» **PROVIDED ENTRIES**
---*---
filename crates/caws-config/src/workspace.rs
//! Settings used when running inside a development workspace.

use serde::{Deserialize, Serialize};

fn default_local_api_url() -> String {
    "http://127.0.0.1:1339".to_string()
}

#[derive(Debug, Clone, Deserialize, Serialize)]
pub struct WorkspaceConfig {
    /// Base URL of the in-workspace agent API.
    #[serde(default = "default_local_api_url")]
    pub local_api_url: String,
}

impl Default for WorkspaceConfig {
    fn default() -> Self {
        Self {
            local_api_url: default_local_api_url(),
        }
    }
}
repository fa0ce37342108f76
mod app_context;
mod config_warnings;

pub use app_context::AppContext;
pub use config_warnings::warn_unconfigured;
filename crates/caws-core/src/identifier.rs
//! Workspace identifier resolution.
//!
//! ARN path segments look like
//! `organization/<guid>/project/<guid>/development-workspace/<guid>`. Only the
//! workspace id is taken from the ARN; organization and project names come from
//! the [`HostContext`].

use std::sync::LazyLock;

use regex::Regex;

use crate::errors::CoreError;
use crate::host::HostContext;
use crate::workspace::WorkspaceIdentity;

static WORKSPACE_ID: LazyLock<Regex> = LazyLock::new(|| {
    Regex::new(r"development-workspace/([A-Za-z0-9_-]+)").expect("workspace id pattern is valid")
});

/// Extract the workspace id from the final colon-delimited segment of `arn`.
///
/// # Errors
///
/// - [`CoreError::MalformedIdentifier`] if nothing follows the last `:`.
/// - [`CoreError::WorkspaceIdNotFound`] if the segment has no `development-workspace/<id>`.
pub fn parse_workspace_id(arn: &str) -> Result<String, CoreError> {
    let path = arn.rsplit_once(':').map_or(arn, |(_, path)| path);
    if path.is_empty() {
        return Err(CoreError::MalformedIdentifier {
            arn: arn.to_string(),
        });
    }

    WORKSPACE_ID
        .captures(path)
        .and_then(|captures| captures.get(1))
        .map(|id| id.as_str().to_string())
        .ok_or_else(|| CoreError::WorkspaceIdNotFound {
            arn: arn.to_string(),
        })
}

/// Resolve a full [`WorkspaceIdentity`] from an ARN plus the host context.
///
/// # Errors
///
/// Any [`parse_workspace_id`] error, or [`CoreError::MissingContext`] when the
/// host lacks an organization or project name.
pub fn resolve(arn: &str, context: &HostContext) -> Result<WorkspaceIdentity, CoreError> {
    let id = parse_workspace_id(arn)?;
    let organization_name = context.organization_name()?;
    let project_name = context.project_name()?;
    WorkspaceIdentity::new(id, organization_name, project_name)
}
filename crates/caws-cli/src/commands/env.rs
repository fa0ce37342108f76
use caws_auth::BearerTokenCache;
use caws_session::{
    Ambient, CawsEnvProvider, EnvironmentProvider, SessionEnvironment, SshAgent,
    ensure_dependencies,
};

use crate::cli::GlobalFlags;
use crate::cli::root_commands::EnvArgs;
use crate::commands::identity;
use crate::context::AppContext;
use crate::output::output;

pub async fn handle(args: &EnvArgs, ctx: &AppContext, flags: &GlobalFlags) -> anyhow::Result<()> {
    ctx.require_connected()?;
    let identity = identity(&args.workspace)?;
    let dependencies = ensure_dependencies(&ctx.config.connect)?;

    let ambient = if args.all {
        Ambient::Process
    } else {
        Ambient::Fixed(SessionEnvironment::new())
    };
    let mut provider = CawsEnvProvider::new(
        ctx.client.clone(),
        BearerTokenCache::new(&ctx.storage_root),
        dependencies.ssm,
        identity,
    )
    .with_ambient(ambient);
    if ctx.config.connect.use_ssh_agent {
        provider = provider.with_ssh_agent(SshAgent::new());
    }

    let environment = provider.environment().await?;
    output(&environment, flags.format)
}
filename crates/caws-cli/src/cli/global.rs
use clap::ValueEnum;

/// Shared output mode across all commands.
#[derive(Clone, Copy, Debug, Eq, PartialEq, ValueEnum)]
pub enum OutputFormat {
    Json,
    Raw,
}

/// Global flags available before or after subcommands.
#[derive(Clone, Debug)]
pub struct GlobalFlags {
    pub format: OutputFormat,
    pub quiet: bool,
    pub verbose: bool,
}
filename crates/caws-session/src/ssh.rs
//! SSH agent socket for agent forwarding.

use std::sync::Arc;

use parking_lot::Mutex;
use tokio::process::Command;

use crate::environment::SSH_AUTH_SOCK;
use crate::error::SessionError;

/// Locates (or starts) an SSH agent and remembers its socket.
#[derive(Debug, Clone, Default)]
pub struct SshAgent {
    socket: Arc<Mutex<Option<String>>>,
}

impl SshAgent {
    #[must_use]
    pub fn new() -> Self {
        Self::default()
    }

    /// An agent with a known socket; nothing is started.
    #[must_use]
    pub fn with_socket(socket: impl Into<String>) -> Self {
        Self {
            socket: Arc::new(Mutex::new(Some(socket.into()))),
        }
    }

    /// Socket path of the running agent.
    ///
    /// Prefers `SSH_AUTH_SOCK`; otherwise runs `ssh-agent -s` once.
    ///
    /// # Errors
    ///
    /// [`SessionError::SshAgent`] if the agent cannot be started or its
    /// output has no socket.
    pub async fn socket(&self) -> Result<String, SessionError> {
        if let Some(socket) = self.socket.lock().clone() {
            return Ok(socket);
        }

        let socket = match std::env::var(SSH_AUTH_SOCK) {
            Ok(existing) if !existing.is_empty() => existing,
            _ => start_agent().await?,
        };
        *self.socket.lock() = Some(socket.clone());
        Ok(socket)
    }
}

async fn start_agent() -> Result<String, SessionError> {
    let output = Command::new("ssh-agent")
        .arg("-s")
        .output()
        .await
        .map_err(|e| SessionError::SshAgent(format!("run ssh-agent: {e}")))?;
    if !output.status.success() {
        return Err(SessionError::SshAgent(
            String::from_utf8_lossy(&output.stderr).trim().to_string(),
        ));
    }

    let stdout = String::from_utf8_lossy(&output.stdout);
    let socket = parse_agent_output(&stdout)
        .ok_or_else(|| SessionError::SshAgent("no socket in ssh-agent output".into()))?;
    tracing::info!(socket = %socket, "started ssh-agent");
    Ok(socket)
}

/// Extract the socket from `ssh-agent -s` (Bourne shell) output.
#[must_use]
pub fn parse_agent_output(output: &str) -> Option<String> {
    let prefix = format!("{SSH_AUTH_SOCK}=");
    output.lines().find_map(|line| {
        let rest = line.trim().strip_prefix(&prefix)?;
        let socket = rest.split(';').next()?.trim();
        (!socket.is_empty()).then(|| socket.to_string())
    })
}
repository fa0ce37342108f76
//! Processes bound to a workspace session.
//!
//! A [`ProcessLauncher`] holds an [`EnvironmentProvider`] and asks it for a
//! fresh environment on every [`ProcessLauncher::run`]. Nothing is captured at
//! bind time: long-lived sessions outlive the bearer token they started with.

use std::collections::BTreeMap;
use std::ffi::OsStr;
use std::fmt;
use std::path::PathBuf;
use std::process::Stdio;
use std::sync::Arc;

use tokio::io::{AsyncBufReadExt, AsyncRead, BufReader};
use tokio::process::Command;

use crate::environment::EnvironmentProvider;
use crate::error::SessionError;

pub type OutputTap = Arc<dyn Fn(&str) + Send + Sync>;

/// Optional lifecycle hooks for a launcher.
#[derive(Clone, Default)]
pub struct LaunchHooks {
    on_stdout: Option<OutputTap>,
    on_stderr: Option<OutputTap>,
    reject_on_error_code: bool,
}

impl LaunchHooks {
    #[must_use]
    pub fn new() -> Self {
        Self::default()
    }

    /// Called with every stdout line.
    #[must_use]
    pub fn on_stdout(mut self, tap: impl Fn(&str) + Send + Sync + 'static) -> Self {
        self.on_stdout = Some(Arc::new(tap));
        self
    }

    /// Called with every stderr line.
    #[must_use]
    pub fn on_stderr(mut self, tap: impl Fn(&str) + Send + Sync + 'static) -> Self {
        self.on_stderr = Some(Arc::new(tap));
        self
    }

    /// Turn a non-zero exit into [`SessionError::ProcessFailed`].
    #[must_use]
    pub const fn reject_on_error_code(mut self, reject: bool) -> Self {
        self.reject_on_error_code = reject;
        self
    }
}

impl fmt::Debug for LaunchHooks {
    fn fmt(&self, f: &mut fmt::Formatter<'_>) -> fmt::Result {
        f.debug_struct("LaunchHooks")
            .field("on_stdout", &self.on_stdout.is_some())
            .field("on_stderr", &self.on_stderr.is_some())
            .field("reject_on_error_code", &self.reject_on_error_code)
            .finish()
    }
}

/// Per-call spawn options.
#[derive(Debug, Clone, Default)]
pub struct LaunchOptions {
    /// Wins over both the session and the ambient environment.
    pub env: BTreeMap<String, String>,
    pub cwd: Option<PathBuf>,
}

#[derive(Debug, Clone, PartialEq, Eq)]
pub struct ProcessOutput {
    /// `None` when the process was killed by a signal.
    pub exit_code: Option<i32>,
    pub stdout: String,
    pub stderr: String,
}

impl ProcessOutput {
    #[must_use]
    pub const fn success(&self) -> bool {
        matches!(self.exit_code, Some(0))
    }
}

#[derive(Clone)]
pub struct ProcessLauncher {
    env: Arc<dyn EnvironmentProvider>,
    hooks: LaunchHooks,
}

impl ProcessLauncher {
    /// Bind a launcher to an environment provider.
    #[must_use]
    pub fn bind(env: Arc<dyn EnvironmentProvider>) -> Self {
        Self {
            env,
            hooks: LaunchHooks::default(),
        }
    }

    /// Same binding, different hooks.
    #[must_use]
    pub fn with_hooks(&self, hooks: LaunchHooks) -> Self {
        Self {
            env: Arc::clone(&self.env),
            hooks,
        }
    }

    /// Resolve the environment, then spawn `program` and wait for it.
    ///
    /// The child sees only the resolved environment plus `options.env`.
    ///
    /// # Errors
    ///
    /// Environment resolution errors, [`SessionError::Spawn`], or
    /// [`SessionError::ProcessFailed`] when rejecting on error codes.
    pub async fn run<S: AsRef<OsStr>>(
        &self,
        program: impl AsRef<OsStr>,
        args: &[S],
        options: LaunchOptions,
    ) -> Result<ProcessOutput, SessionError> {
        let program_name = program.as_ref().to_string_lossy().into_owned();

        let mut env = self.env.environment().await?;
        env.extend(options.env);

        let mut command = Command::new(program.as_ref());
        command
            .args(args)
            .env_clear()
            .envs(&env)
            .stdin(Stdio::null())
            .stdout(Stdio::piped())
            .stderr(Stdio::piped())
            .kill_on_drop(true);
        if let Some(cwd) = &options.cwd {
            command.current_dir(cwd);
        }

        tracing::debug!(program = %program_name, "spawning session process");
        let mut child = command.spawn().map_err(|source| SessionError::Spawn {
            program: program_name.clone(),
            source,
        })?;

        let (stdout, stderr) = tokio::try_join!(
            drain(child.stdout.take(), self.hooks.on_stdout.as_ref()),
            drain(child.stderr.take(), self.hooks.on_stderr.as_ref()),
        )?;
        let status = child.wait().await?;

        let output = ProcessOutput {
            exit_code: status.code(),
            stdout,
            stderr,
        };
        if self.hooks.reject_on_error_code && !output.success() {
            return Err(SessionError::ProcessFailed {
                program: program_name,
                code: output.exit_code,
                stderr: output.stderr.trim().to_string(),
            });
        }
        Ok(output)
    }
}

/// Collect a stream verbatim, handing each line to `tap` as it arrives.
///
/// Lines are split on raw bytes so non-UTF-8 output never fails the run;
/// invalid sequences are replaced only at the string boundary.
async fn drain<R>(reader: Option<R>, tap: Option<&OutputTap>) -> std::io::Result<String>
where
    R: AsyncRead + Unpin,
{
    let Some(reader) = reader else {
        return Ok(String::new());
    };
    let mut reader = BufReader::new(reader);
    let mut collected = Vec::new();
    let mut line = Vec::new();
    loop {
        line.clear();
        if reader.read_until(b'\n', &mut line).await? == 0 {
            break;
        }
        if let Some(tap) = tap {
            tap(&String::from_utf8_lossy(trim_line_ending(&line)));
        }
        collected.extend_from_slice(&line);
    }
    Ok(String::from_utf8_lossy(&collected).into_owned())
}

fn trim_line_ending(line: &[u8]) -> &[u8] {
    let line = line.strip_suffix(b"\n").unwrap_or(line);
    line.strip_suffix(b"\r").unwrap_or(line)
}
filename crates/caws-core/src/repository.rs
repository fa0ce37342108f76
use serde::{Deserialize, Serialize};

#[derive(Debug, Clone, PartialEq, Eq, Hash, Serialize, Deserialize)]
pub struct OrganizationRef {
    pub name: String,
}

#[derive(Debug, Clone, PartialEq, Eq, Hash, Serialize, Deserialize)]
pub struct ProjectRef {
    pub name: String,
}

/// A source repository hosted in a project.
#[derive(Debug, Clone, PartialEq, Eq, Serialize, Deserialize)]
#[serde(rename_all = "camelCase")]
pub struct Repository {
    pub name: String,
    pub org: OrganizationRef,
    pub project: ProjectRef,
    #[serde(default, skip_serializing_if = "Option::is_none")]
    pub description: Option<String>,
}

impl Repository {
    #[must_use]
    pub fn association_key(&self) -> String {
        association_key(&self.org.name, &self.project.name, &self.name)
    }

    /// HTTPS clone URL with inline credentials.
    #[must_use]
    pub fn clone_url(&self, git_hostname: &str, username: &str, token: &str) -> String {
        format!(
            "https://{}:{}@{git_hostname}/v1/{}/{}/{}",
            urlencoding::encode(username),
            urlencoding::encode(token),
            self.org.name,
            self.project.name,
            self.name
        )
    }
}

/// Composite key joining repositories and workspaces.
#[must_use]
pub fn association_key(organization: &str, project: &str, repository: &str) -> String {
    format!("{organization}.{project}.{repository}")
}
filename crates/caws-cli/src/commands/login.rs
use std::io::BufRead;

use anyhow::Context;
use caws_client::ControlPlane;
use serde::Serialize;

use crate::cli::GlobalFlags;
use crate::cli::root_commands::LoginArgs;
use crate::context::AppContext;
use crate::output::output;

#[derive(Serialize)]
struct LoginResponse {
    authenticated: bool,
    user: String,
    session_id: String,
}

pub async fn handle(args: &LoginArgs, ctx: &AppContext, flags: &GlobalFlags) -> anyhow::Result<()> {
    let secret = match &args.token {
        Some(token) => token.clone(),
        None => read_secret_from_stdin()?,
    };
    if secret.is_empty() {
        anyhow::bail!("login: empty session secret");
    }

    let session = ctx.accounts.login(&secret).await.context("login failed")?;
    let verified = ctx
        .client
        .set_credentials(&session)
        .await
        .context("control plane rejected the new session")?;

    output(
        &LoginResponse {
            authenticated: true,
            user: verified.user,
            session_id: verified.session_id,
        },
        flags.format,
    )
}

fn read_secret_from_stdin() -> anyhow::Result<String> {
    let mut line = String::new();
    std::io::stdin()
        .lock()
        .read_line(&mut line)
        .context("failed to read session secret from stdin")?;
    Ok(line.trim().to_string())
}
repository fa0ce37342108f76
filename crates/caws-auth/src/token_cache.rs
//! Per-workspace bearer token and log file locations.
//!
//! Spawned sessions read the token from `caws.<id>.token` and write their log to
//! `caws.<id>.log` under the storage root. One workspace is connected at a time,
//! so writes assume a single writer per id.

use std::path::{Path, PathBuf};

use crate::error::AuthError;

#[derive(Debug, Clone)]
pub struct BearerTokenCache {
    root: PathBuf,
}

impl BearerTokenCache {
    #[must_use]
    pub fn new(root: impl Into<PathBuf>) -> Self {
        Self { root: root.into() }
    }

    #[must_use]
    pub fn root(&self) -> &Path {
        &self.root
    }

    #[must_use]
    pub fn token_path(&self, workspace_id: &str) -> PathBuf {
        self.root.join(format!("caws.{workspace_id}.token"))
    }

    #[must_use]
    pub fn log_path(&self, workspace_id: &str) -> PathBuf {
        self.root.join(format!("caws.{workspace_id}.log"))
    }

    /// Overwrite the workspace's token file with `token`.
    ///
    /// # Errors
    ///
    /// Returns `AuthError::TokenCacheError` if the root or file cannot be written.
    pub async fn cache_token(&self, token: &str, workspace_id: &str) -> Result<PathBuf, AuthError> {
        tokio::fs::create_dir_all(&self.root).await.map_err(|e| {
            AuthError::TokenCacheError(format!("mkdir {}: {e}", self.root.display()))
        })?;

        let path = self.token_path(workspace_id);
        tokio::fs::write(&path, token.as_bytes())
            .await
            .map_err(|e| AuthError::TokenCacheError(format!("write {}: {e}", path.display())))?;

        #[cfg(unix)]
        {
            use std::os::unix::fs::PermissionsExt;
            tokio::fs::set_permissions(&path, std::fs::Permissions::from_mode(0o600))
                .await
                .map_err(|e| {
                    AuthError::TokenCacheError(format!("chmod {}: {e}", path.display()))
                })?;
        }

        tracing::debug!(workspace_id, path = %path.display(), "cached bearer token");
        Ok(path)
    }
}
use std::path::Path;

use caws_client::LocalWorkspaceClient;
use caws_core::{DevelopmentWorkspace, HostContext};
use caws_session::{devfile_location, resolve_current};
use serde::Serialize;

use crate::cli::GlobalFlags;
use crate::cli::root_commands::CurrentArgs;
use crate::context::AppContext;
use crate::output::output;

#[derive(Serialize)]
struct CurrentResponse {
    inside_workspace: bool,
    workspace: Option<DevelopmentWorkspace>,
    devfile: Option<String>,
}

pub async fn handle(args: &CurrentArgs, ctx: &AppContext, flags: &GlobalFlags) -> anyhow::Result<()> {
    let local = LocalWorkspaceClient::from_env(&ctx.config.workspace.local_api_url);
    let current = resolve_current(ctx.client.as_ref(), local, &HostContext::from_env()).await?;

    let response = match current {
        None => CurrentResponse {
            inside_workspace: false,
            workspace: None,
            devfile: None,
        },
        Some(connected) => {
            let devfile = match &args.devfile_root {
                Some(root) => Some(
                    devfile_location(&connected.workspace_client, Some(Path::new(root)))
                        .await?
                        .display()
                        .to_string(),
                ),
                None => None,
            };
            CurrentResponse {
                inside_workspace: true,
                workspace: Some(connected.summary),
                devfile,
            }
        }
    };

    output(&response, flags.format)
}
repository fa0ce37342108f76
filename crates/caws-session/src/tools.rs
//! Local tooling needed to open a remote session.

use std::path::PathBuf;

use caws_config::ConnectConfig;

use crate::error::SessionError;

const SSM_PLUGIN: &str = "session-manager-plugin";
const SSH: &str = "ssh";
const EDITOR: &str = "code";

/// Resolved executables.
#[derive(Debug, Clone, PartialEq, Eq)]
pub struct Dependencies {
    pub ssm: PathBuf,
    pub ssh: PathBuf,
    pub editor: PathBuf,
}

/// Locate the SSM plugin, `ssh`, and the editor CLI.
///
/// Non-empty config values win over `PATH` lookup.
///
/// # Errors
///
/// [`SessionError::DependencyResolutionFailed`] for the first tool not found.
pub fn ensure_dependencies(config: &ConnectConfig) -> Result<Dependencies, SessionError> {
    Ok(Dependencies {
        ssm: locate("ssm plugin", &config.ssm_plugin, SSM_PLUGIN)?,
        ssh: locate("ssh", &config.ssh, SSH)?,
        editor: locate("editor", &config.editor, EDITOR)?,
    })
}

fn locate(tool: &'static str, configured: &str, default: &str) -> Result<PathBuf, SessionError> {
    let wanted = if configured.is_empty() {
        default
    } else {
        configured
    };
    let path = which::which(wanted).map_err(|e| SessionError::DependencyResolutionFailed {
        tool,
        reason: format!("{wanted}: {e}"),
    })?;
    tracing::debug!(tool, path = %path.display(), "resolved dependency");
    Ok(path)
}
//! # caws-session
//!
//! Turns an authenticated client and a workspace descriptor into a live
//! remote session:
//!
//! - [`environment`]: the per-spawn session environment and its provider,
//!   which re-caches the bearer token on every build
//! - [`launcher`]: processes bound to a provider, resolving the environment
//!   per call, with optional output taps and exit-code rejection
//! - [`association`]: repositories paired with their workspace
//! - [`current`]: the workspace hosting this process, if any
//! - [`open`]: start, bind, and hand off to the remote launcher
//! - [`create`]: provision a workspace and wait for it to run
//! - [`factory`]: give a client ambient credentials
//! - [`memento`], [`ssh`], [`tools`]: supporting state and local tooling

pub mod association;
pub mod create;
pub mod current;
pub mod environment;
pub mod error;
pub mod factory;
pub mod launcher;
pub mod memento;
pub mod open;
pub mod ssh;
pub mod tools;

#[cfg(test)]
pub(crate) mod test_support;

pub use association::{AssociatedRepository, associate};
pub use create::create_development_workspace;
pub use current::{ConnectedWorkspace, resolve_current};
pub use environment::{
    Ambient, CawsEnvProvider, EnvironmentProvider, SessionEnvironment, SessionInputs,
    merge_over_ambient, ssm_environment,
};
pub use error::SessionError;
pub use factory::connect_client;
pub use launcher::{LaunchHooks, LaunchOptions, ProcessLauncher, ProcessOutput};
pub use memento::MementoStore;
pub use open::{Connector, EditorRemoteLauncher, RemoteSessionLauncher, devfile_location, host_name};
pub use ssh::SshAgent;
pub use tools::{Dependencies, ensure_dependencies};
---*---
» **TASK DESCRIPTION**
Pull out each line of the listing that holds the string "ProcessLauncher".

» **EXERCISE OUTPUT**
//! A [`ProcessLauncher`] holds an [`EnvironmentProvider`] and asks it for a
//! fresh environment on every [`ProcessLauncher::run`]. Nothing is captured at
pub struct ProcessLauncher {
impl ProcessLauncher {
pub use launcher::{LaunchHooks, LaunchOptions, ProcessLauncher, ProcessOutput};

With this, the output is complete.